Keesokan paginya, Danar ditemukan tewas oleh seorang anggota LPM Liar. Tubuhnya bersimbah darah dan terdapat luka tusuk di dadanya. Sontak, kejadian ini membuat Ramli geram dan akan berusaha mencari pelaku di balik tewasnya Danar.

Berkat kemampuan investigasinya, Ramli menemukan bahwa pelakunya adalah salah seorang dosen cabul yang mereka wawancarai sebelumnya. Ia pun segera melapor ke polisi dan pelaku dijerat hukuman penjara selama tiga puluh tahun. Kabar tertangkapnya pelaku pun terdengar di telinga sang Rektor

"Aku harus bertindak!” ucap sang Rektor dalam hati.

Rektor pun memanggil Ramli. “Pak, hasil liputan kami menyebutkan bahwa pelakunya ada 12 orang, semuanya merupakan warga kampus. Inisial para pelakunya, yaitu AA, AD, DA, RE, MES, ERZ, AL, TR, AS, SE, AR, dan WE. Satu tersangka sudah dipenjara atas nama AA,” kata Ramli dengan berat hati karena menyebutkan inisial para pelaku yang akan menimbulkan dampak negatif bagi para korban.
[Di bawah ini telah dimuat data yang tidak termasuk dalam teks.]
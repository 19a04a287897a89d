//! Chat history normalization
//!
//! Turns a [`ChatHistory`] into the flat, wire-ready records that adapters
//! place in the message list of a provider request. The transformation is
//! pure: it reads the history, allocates fresh records, and has no error
//! path. [`normalize_strict`] adds opt-in validation of tool-call linkage.
//!
//! Rules per role:
//!
//! - `system`, `user`, `assistant`: every non-null field except `metadata`,
//!   `encoding`, `model_id`, `inner_content` and `choice_index`.
//! - `tool`: every non-null field except `encoding`. When the metadata holds
//!   a `tool_call_id`, it is promoted to a top-level `tool_call_id`, the
//!   metadata `function_name` becomes `name`, and `metadata` is dropped.
//!   Without a `tool_call_id` the metadata is kept as is.

use crate::error::NormalizationError;
use crate::types::history::ChatHistory;
use crate::types::message::{ChatMessage, Role, FUNCTION_NAME_KEY, TOOL_CALL_ID_KEY};
use serde::{Deserialize, Serialize};
use serde_json::{Map, Value};

/// Record key for the promoted tool call id
pub const RECORD_TOOL_CALL_ID: &str = "tool_call_id";

/// Record key for the author or function name
pub const RECORD_NAME: &str = "name";

/// A message field as it appears in a normalized record
#[derive(Debug, Clone, Copy, PartialEq, Eq)]
enum MessageField {
    Role,
    Content,
    Name,
    ModelId,
    InnerContent,
    Encoding,
    ChoiceIndex,
    Metadata,
}

impl MessageField {
    const ALL: [MessageField; 8] = [
        MessageField::Role,
        MessageField::Content,
        MessageField::Name,
        MessageField::ModelId,
        MessageField::InnerContent,
        MessageField::Encoding,
        MessageField::ChoiceIndex,
        MessageField::Metadata,
    ];

    fn key(self) -> &'static str {
        match self {
            MessageField::Role => "role",
            MessageField::Content => "content",
            MessageField::Name => RECORD_NAME,
            MessageField::ModelId => "model_id",
            MessageField::InnerContent => "inner_content",
            MessageField::Encoding => "encoding",
            MessageField::ChoiceIndex => "choice_index",
            MessageField::Metadata => "metadata",
        }
    }

    fn value(self, message: &ChatMessage) -> Option<Value> {
        let value = match self {
            MessageField::Role => Value::String(message.role().as_str().to_string()),
            MessageField::Content => Value::String(message.content.clone()?),
            MessageField::Name => Value::String(message.name.clone()?),
            MessageField::ModelId => Value::String(message.model_id.clone()?),
            MessageField::InnerContent => message.inner_content.clone()?,
            MessageField::Encoding => Value::String(message.encoding.clone()?),
            MessageField::ChoiceIndex => Value::from(message.choice_index?),
            MessageField::Metadata => Value::Object(message.metadata.clone()?),
        };
        (!value.is_null()).then_some(value)
    }
}

const TOOL_EXCLUDED: &[MessageField] = &[MessageField::Encoding];

const CONVERSATION_EXCLUDED: &[MessageField] = &[
    MessageField::Metadata,
    MessageField::Encoding,
    MessageField::ModelId,
    MessageField::InnerContent,
    MessageField::ChoiceIndex,
];

/// A provider-ready message record
///
/// Serializes as a plain JSON object. Holds no reference to the message it
/// was built from.
#[derive(Debug, Clone, Default, PartialEq, Serialize, Deserialize)]
#[serde(transparent)]
pub struct NormalizedRecord(Map<String, Value>);

impl NormalizedRecord {
    /// Look up a field
    pub fn get(&self, key: &str) -> Option<&Value> {
        self.0.get(key)
    }

    /// Look up a string field
    pub fn get_str(&self, key: &str) -> Option<&str> {
        self.0.get(key).and_then(Value::as_str)
    }

    /// Whether the record has a field
    pub fn contains_key(&self, key: &str) -> bool {
        self.0.contains_key(key)
    }

    /// Field names
    pub fn keys(&self) -> impl Iterator<Item = &str> {
        self.0.keys().map(String::as_str)
    }

    /// Number of fields
    pub fn len(&self) -> usize {
        self.0.len()
    }

    /// Whether the record has no fields
    pub fn is_empty(&self) -> bool {
        self.0.is_empty()
    }

    /// Borrow the underlying map
    pub fn as_map(&self) -> &Map<String, Value> {
        &self.0
    }

    /// Take the underlying map
    pub fn into_inner(self) -> Map<String, Value> {
        self.0
    }
}

impl From<NormalizedRecord> for Value {
    fn from(record: NormalizedRecord) -> Self {
        Value::Object(record.0)
    }
}

/// Normalize a whole history, one record per message, in order
pub fn normalize(history: &ChatHistory) -> Vec<NormalizedRecord> {
    history.iter().map(normalize_message).collect()
}

/// Normalize a history, rejecting tool messages with broken linkage
///
/// A tool message must carry string `tool_call_id` and `function_name`
/// metadata values. Other roles are never rejected.
pub fn normalize_strict(history: &ChatHistory) -> Result<Vec<NormalizedRecord>, NormalizationError> {
    history
        .iter()
        .enumerate()
        .map(|(index, message)| {
            if message.role() == Role::Tool {
                check_tool_linkage(index, message)?;
            }
            Ok(normalize_message(message))
        })
        .collect()
}

/// Normalize a single message
pub fn normalize_message(message: &ChatMessage) -> NormalizedRecord {
    match message.role() {
        Role::Tool => {
            let mut record = dump(message, TOOL_EXCLUDED);
            promote_tool_linkage(&mut record);
            NormalizedRecord(record)
        }
        Role::System | Role::User | Role::Assistant => {
            NormalizedRecord(dump(message, CONVERSATION_EXCLUDED))
        }
    }
}

fn dump(message: &ChatMessage, excluded: &[MessageField]) -> Map<String, Value> {
    MessageField::ALL
        .into_iter()
        .filter(|field| !excluded.contains(field))
        .filter_map(|field| Some((field.key().to_string(), field.value(message)?)))
        .collect()
}

fn promote_tool_linkage(record: &mut Map<String, Value>) {
    let metadata_key = MessageField::Metadata.key();
    let Some(Value::Object(metadata)) = record.get(metadata_key) else {
        return;
    };
    let Some(call_id) = metadata.get(TOOL_CALL_ID_KEY).filter(|v| !v.is_null()).cloned() else {
        return;
    };
    let function_name = metadata
        .get(FUNCTION_NAME_KEY)
        .filter(|v| !v.is_null())
        .cloned();

    record.insert(RECORD_TOOL_CALL_ID.to_string(), call_id);
    if let Some(name) = function_name {
        record.insert(RECORD_NAME.to_string(), name);
    }
    record.remove(metadata_key);
}

fn check_tool_linkage(index: usize, message: &ChatMessage) -> Result<(), NormalizationError> {
    let metadata = message.metadata.as_ref();
    match metadata.and_then(|m| m.get(TOOL_CALL_ID_KEY)) {
        None | Some(Value::Null) => return Err(NormalizationError::MissingToolCallId { index }),
        Some(Value::String(_)) => {}
        Some(_) => {
            return Err(NormalizationError::InvalidMetadataValue {
                index,
                key: TOOL_CALL_ID_KEY,
            })
        }
    }
    match metadata.and_then(|m| m.get(FUNCTION_NAME_KEY)) {
        None | Some(Value::Null) => Err(NormalizationError::MissingFunctionName { index }),
        Some(Value::String(_)) => Ok(()),
        Some(_) => Err(NormalizationError::InvalidMetadataValue {
            index,
            key: FUNCTION_NAME_KEY,
        }),
    }
}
“Baik, terima kasih. Saya akan panggil nama-nama kotor itu!” ujar Rektor yang kerap disapa Pak Mardi tersebut.

Keesokan harinya, Pak Mardi memanggil nama-nama tersebut kecuali AA. “Mulai hari ini, kalian dipecat dan tidak berhak mendapat pesangon! Saya juga telah memanggil polisi untuk menangkap kalian!” ucap Pak Mardi.

Setelah menerima surat pemecatan, polisi pun datang menangkap mereka. Sebelum ditangkap, rupanya mereka telah mengirim pesan teror kepada para korbannya.

“Kak, sebelum ditangkap, saya diancam akan dihilangkan data-data kemahasiswaan saya. Bagaimana ini?” tanya satu korban pada pihak LPM Liar via pesan singkat.

Tak hanya satu, korban lainnya pun mendapat ancaman serupa.

“Tenang, semua akan kami atasi,” ucap Ramli menenangkan.

Setelah mengakses informasi kemahasiswaan, data mereka benar dihilangkan. Kemudian, Ramli dan beberapa rekannya pun berusaha selama dua hari, dan semua data itu kembali.

“Terima kasih banyak, Kak,” ujar seorang korban.

“Berterima kasihlah pada Tuhan karena masih menyelamatkan hidup kalian,” balas Ramli.

Setelah kasus ini teratasi, kehidupan kampus Unro kembali normal dan LPM Liar kembali melakukan aktivitas organisasi di dalam kampus dengan tenang.